DIRECTIONS FOR THIS TASK
From the line that contains "let y = rellez_jd(82, 10, 4, 4, 1500).ok().unwrap();" to the end of the records below, copy every line exactly. Both the first and last of these lines count.

═══ RECORDS FOR THIS EXERCISE ═══

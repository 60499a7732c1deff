// src/docs.rs

use utoipa::OpenApi;
use utoipa::openapi::security::{Http, HttpAuthScheme, SecurityScheme};
use crate::handlers;
use crate::models;

#[derive(OpenApi)]
#[openapi(
    paths(
        // --- Auth ---
        handlers::auth::register,
        handlers::auth::login,
        handlers::auth::get_me,

        // --- Stores ---
        handlers::stores::create_store,
        handlers::stores::list_my_stores,
        handlers::stores::get_store,
        handlers::stores::update_store,
        handlers::stores::delete_store,

        // --- Billboards ---
        handlers::billboards::list_billboards,
        handlers::billboards::get_billboard,
        handlers::billboards::create_billboard,
        handlers::billboards::update_billboard,
        handlers::billboards::delete_billboard,

        // --- Categories ---
        handlers::categories::list_categories,
        handlers::categories::get_category,
        handlers::categories::create_category,
        handlers::categories::update_category,
        handlers::categories::delete_category,

        // --- Sizes / Colors ---
        handlers::attributes::list_sizes,
        handlers::attributes::create_size,
        handlers::attributes::list_colors,
        handlers::attributes::create_color,

        // --- Products ---
        handlers::products::list_products,
        handlers::products::get_product,
        handlers::products::create_product,
        handlers::products::update_product,
        handlers::products::delete_product,

        // --- Orders ---
        handlers::orders::checkout,
        handlers::orders::pay_order,
        handlers::orders::list_orders,

        // --- Dashboard ---
        handlers::dashboard::get_total_revenue,
        handlers::dashboard::get_overview,
        handlers::dashboard::get_graph_revenue,
    ),
    components(
        schemas(
            models::auth::User,
            models::auth::RegisterUserPayload,
            models::auth::LoginUserPayload,
            models::auth::AuthResponse,

            models::store::Store,
            models::store::StorePayload,

            models::billboard::Billboard,
            models::billboard::BillboardPayload,

            models::category::Category,
            models::category::CategoryWithBillboard,
            models::category::CategoryPayload,

            models::attribute::Attribute,
            models::attribute::AttributePayload,

            models::product::Product,
            models::product::ProductPayload,

            models::order::Order,
            models::order::OrderItem,
            models::order::OrderDetail,
            models::order::OrderColumn,
            models::order::CheckoutPayload,
            models::order::PayOrderPayload,

            models::dashboard::RevenueResponse,
            models::dashboard::DashboardOverview,
            models::dashboard::GraphEntry,
        )
    ),
    tags(
        (name = "Auth", description = "Autenticação e Registro"),
        (name = "Users", description = "Dados do Usuário"),
        (name = "Stores", description = "Lojas do usuário e configurações"),
        (name = "Billboards", description = "Banners das lojas"),
        (name = "Categories", description = "Categorias de produtos"),
        (name = "Sizes", description = "Tamanhos"),
        (name = "Colors", description = "Cores"),
        (name = "Products", description = "Catálogo de produtos"),
        (name = "Orders", description = "Checkout e pedidos"),
        (name = "Dashboard", description = "Receita, vendas e estoque")
    ),
    modifiers(&SecurityAddon)
)]
pub struct ApiDoc;

struct SecurityAddon;

impl utoipa::Modify for SecurityAddon {
    fn modify(&self, openapi: &mut utoipa::openapi::OpenApi) {
        let components = openapi.components.get_or_insert_with(Default::default);
        components.add_security_scheme(
            "api_jwt",
            SecurityScheme::Http(
                Http::new(HttpAuthScheme::Bearer)
            ),
        );
    }
}
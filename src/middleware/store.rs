// src/middleware/store.rs

use axum::{
    extract::{FromRef, FromRequestParts, Path},
    http::request::Parts,
};
use std::collections::HashMap;
use uuid::Uuid;

use crate::{
    common::error::{ApiError, AppError},
    config::AppState,
    middleware::{auth::AuthenticatedUser, i18n::Locale},
    models::store::Store,
};

const STORE_ID_PARAM: &str = "store_id";

/// Loja do `{store_id}` da rota, garantidamente do usuário autenticado.
/// Inexistente -> 404; de outro dono -> 403.
#[derive(Debug, Clone)]
pub struct OwnedStore(pub Store);

impl<S> FromRequestParts<S> for OwnedStore
where
    S: Send + Sync,
    AppState: FromRef<S>,
{
    type Rejection = ApiError;

    async fn from_request_parts(parts: &mut Parts, state: &S) -> Result<Self, Self::Rejection> {
        let user = AuthenticatedUser::from_request_parts(parts, state).await?;

        let app_state = AppState::from_ref(state);
        let locale = Locale::from_parts(parts);
        let translate = |e: AppError| e.to_api_error(&locale, &app_state.i18n_store);

        let Path(params) = Path::<HashMap<String, String>>::from_request_parts(parts, state)
            .await
            .map_err(|_| translate(AppError::StoreNotFound))?;

        let store_id = params
            .get(STORE_ID_PARAM)
            .and_then(|raw| Uuid::parse_str(raw).ok())
            .ok_or_else(|| translate(AppError::StoreNotFound))?;

        let store = app_state
            .store_service
            .find_owned(store_id, user.0.id)
            .await
            .map_err(&translate)?;

        Ok(OwnedStore(store))
    }
}
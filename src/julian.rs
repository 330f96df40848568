//! Proleptic Julian civil calendar. Structurally mirrors [`crate::gregorian`] with simpler
//! leap-year arithmetic and a single-phase 1461-day cycle split.

use crate::civil::{days_to_month, months_to_days, CivilDate, Rdn, SDTAB};
use crate::error::Outcome;
use crate::int_kernel::{asr32, div_gm64, sub_mod7};

/// Elapsed leap days between year 0 and year `ey`: every 4th year, no centennial exception.
#[must_use]
pub const fn leap_days_in_years_jd(ey: i32) -> i32 {
    asr32(ey, 2)
}

struct YearSplit {
    years_elapsed: i32,
    doy_elapsed: u32,
    leap: bool,
}

fn days_to_years_jd(rdn: Rdn) -> YearSplit {
    // (rdn - 1 + 2) * 4 + 3 == rdn * 4 + 7
    let n = (rdn as i64) * 4 + 7;
    let split = div_gm64(n, 0xb6a0_0000, 0x66db_072f, 21);
    let qy = split.q;
    let sday = split.r;
    let leap = qy & 3 == 3;
    YearSplit {
        years_elapsed: qy as i32,
        doy_elapsed: sday >> 2,
        leap,
    }
}

/// Convert an RDN to a Julian civil date. `None` if the resulting year overflows `i16`.
#[must_use]
pub fn rdn_to_date_jd(rdn: Rdn) -> Option<CivilDate> {
    let ys = days_to_years_jd(rdn);
    let year = ys.years_elapsed + 1;
    if !(i32::from(i16::MIN)..=i32::from(i16::MAX)).contains(&year) {
        return None;
    }
    let md = days_to_month(ys.doy_elapsed as u16, ys.leap);
    Some(CivilDate {
        year: year as i16,
        doy: (ys.doy_elapsed + 1) as u16,
        dow: (sub_mod7(rdn, 1) + 1) as u8,
        leap: ys.leap,
        month: (md.q + 1) as u8,
        mday: (md.r + 1) as u8,
    })
}

/// Convert a Julian civil date to its RDN, using the shifted (March-first) calendar.
#[must_use]
pub const fn date_to_rdn_jd(y: i16, m: i16, d: i16) -> Rdn {
    let em = months_to_days(m);
    let ey = y as i32 - 1 + em.q;
    (ey * 365 + leap_days_in_years_jd(ey) + em.r as i32 + d as i32 - 308) as Rdn
}

/// RDN of the first day (January 1) of Julian year `y`.
#[must_use]
pub const fn year_start_jd(y: i16) -> Rdn {
    let ey = y as i32 - 1;
    (ey * 365 + leap_days_in_years_jd(ey) + 1) as Rdn
}

/// Recover a full year in `[ybase, ybase+699]` from a 2-digit year, month, day and weekday. The
/// Julian century shifts the weekday by 6 days rather than 5, giving a 700-year period (the LCM
/// of 100 and 7) and a modular inverse of 1 rather than 4.
#[must_use]
pub fn rellez_jd(y: u16, m: u16, d: u16, w: u16, ybase: i16) -> Outcome<i16> {
    let mut y = y % 100;
    let w = w % 7;
    let mut d = d.wrapping_sub(1);
    if !(1..=12).contains(&m) || d > 32 {
        return Outcome::Invalid;
    }

    let mut m = m + 9;
    if m >= 12 {
        m -= 12;
    } else {
        y = y.wrapping_sub(1);
        if y > 100 {
            y = y.wrapping_add(100);
        }
    }

    if d as usize >= usize::from(SDTAB[usize::from((y + 1) & 3 == 0)][usize::from(m)]) {
        return Outcome::Invalid;
    }

    d += y + (y >> 2);
    d += (m * 83 + 16) >> 5;

    // day zero (0000-03-01 JULIAN) was a Monday (weekday 1).
    let mut c = (d as u32 + 7 + 1).wrapping_sub(w as u32) % 7;

    if m > 9 {
        y += 1;
        if y >= 100 {
            y -= 100;
            c = (c + 1) & 3;
        }
    }
    let y = y as u32 + c * 100;

    let rem = crate::int_kernel::floor_sub_div_i32(y as i32, i32::from(ybase), 700).r;
    let rem = rem as u16;
    if rem > (i16::MAX as u16).wrapping_sub(ybase as u16) {
        return Outcome::Range(i16::MIN);
    }
    Outcome::Ok(ybase + rem as i16)
}

#[cfg(test)]
mod tests {
    use super::*;

    #[test]
    fn round_trips_over_wide_range() {
        for rdn in (-2_000_000..2_000_000i32).step_by(9173) {
            let cd = rdn_to_date_jd(rdn).expect("representable");
            assert_eq!(date_to_rdn_jd(cd.year, cd.month as i16, cd.mday as i16), rdn);
        }
    }

    #[test]
    fn calendar_reform_parity() {
        // 1582-10-15 Gregorian == 1582-10-05 Julian.
        let g = crate::gregorian::date_to_rdn_gd(1582, 10, 15);
        let j = date_to_rdn_jd(1582, 10, 5);
        assert_eq!(g, j);
        assert_eq!(g, date_to_rdn_jd(1582, 10, 4) + 1);
    }

    #[test]
    fn rellez_recovers_calendar_reform_year() {
        // 1582-10-04 (Julian, last day before the reform) was a Thursday.
        let y = rellez_jd(82, 10, 4, 4, 1500).ok().unwrap();
        assert_eq!(y, 1582);
    }
}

═══

EXPECTED OUTPUT
        let y = rellez_jd(82, 10, 4, 4, 1500).ok().unwrap();
        assert_eq!(y, 1582);
    }
}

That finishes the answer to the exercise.